Elite Group Holding
- Industry: Automotive
- Founded: 2024
- Headquarters: Dubai, UAE
- Area served: UAE
- Number of employees: 2500+
- Website: elitegroupholding.com

= Elite Group Holding Ltd =

Elite Group Holding is a diversified conglomerate headquartered in Dubai, United Arab Emirates. The company operates in sectors, including automotive dealerships, Vehicle leasing, real estate, healthcare, e-commerce, investments related business services.

==History==
The Elite Cars was founded in 2014, followed by strategic partnerships with leading automotive brands including Jetour in 2021, Zenvo in 2023 and SOUEAST in 2024. Building on this foundation, Elite Group Holding was formed in 2024 as a diversified UAE-based conglomerate, bringing together its automotive businesses, mobility solutions and interests across multiple sectors.

===JETOUR chapter===
The company partnered with Jetour, a global brand. After partnership with Elite Group Holding, Jetour opened its first showroom in Al Quoz in 2022, and later in Abu Dhabi and Deira.
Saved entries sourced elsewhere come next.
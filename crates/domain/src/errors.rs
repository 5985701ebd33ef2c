//! Error types used throughout the application

use serde::{Deserialize, Serialize};
use thiserror::Error;

/// Main error type for the meetings service
#[derive(Error, Debug, Serialize, Deserialize)]
#[serde(tag = "type", content = "message")]
pub enum MeetingsError {
    #[error("Configuration error: {0}")]
    Config(String),

    #[error("Network error: {0}")]
    Network(String),

    #[error("Authentication error: {0}")]
    Auth(String),

    #[error("Not found: {0}")]
    NotFound(String),

    #[error("Invalid input: {0}")]
    InvalidInput(String),

    #[error("Subscribe failed: {0}")]
    SubscribeFailed(String),

    #[error("Subscription already stopped")]
    AlreadyStopped,

    #[error("Sync token expired")]
    TokenExpired,

    #[error("Internal error: {0}")]
    Internal(String),
}

/// Result type alias for meetings operations
pub type Result<T> = std::result::Result<T, MeetingsError>;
As the partnership with Elite Group Holding continued, Jetour launched the Jetour G700 in September 2025. Elite Group & Jetour G700 appeared on Burj Khalifa in 2025.

In November 2025, Elite Group Holding become the Headline Sponsor and Automotive Partner of the Liwa International Festival 2025 after signed an agreement with Liwa Sports Club.

Jetour with Elite Group opened two new showrooms in February 2026 in Al Ain and Ajman.

===SOUEAST chapter===
In August 2024, Chinese automotive company SOUEAST partnered with Elite Group Holding to enter UAE market.

After its partnership with Elite Group, SOUEAST opened its flagship UAE showroom on Sheikh Zayed Road. As the partnership continued, SOUEAST opened its second showroom in Deira on August 16, 2025, and later in Abu Dhabi on September 15, 2025.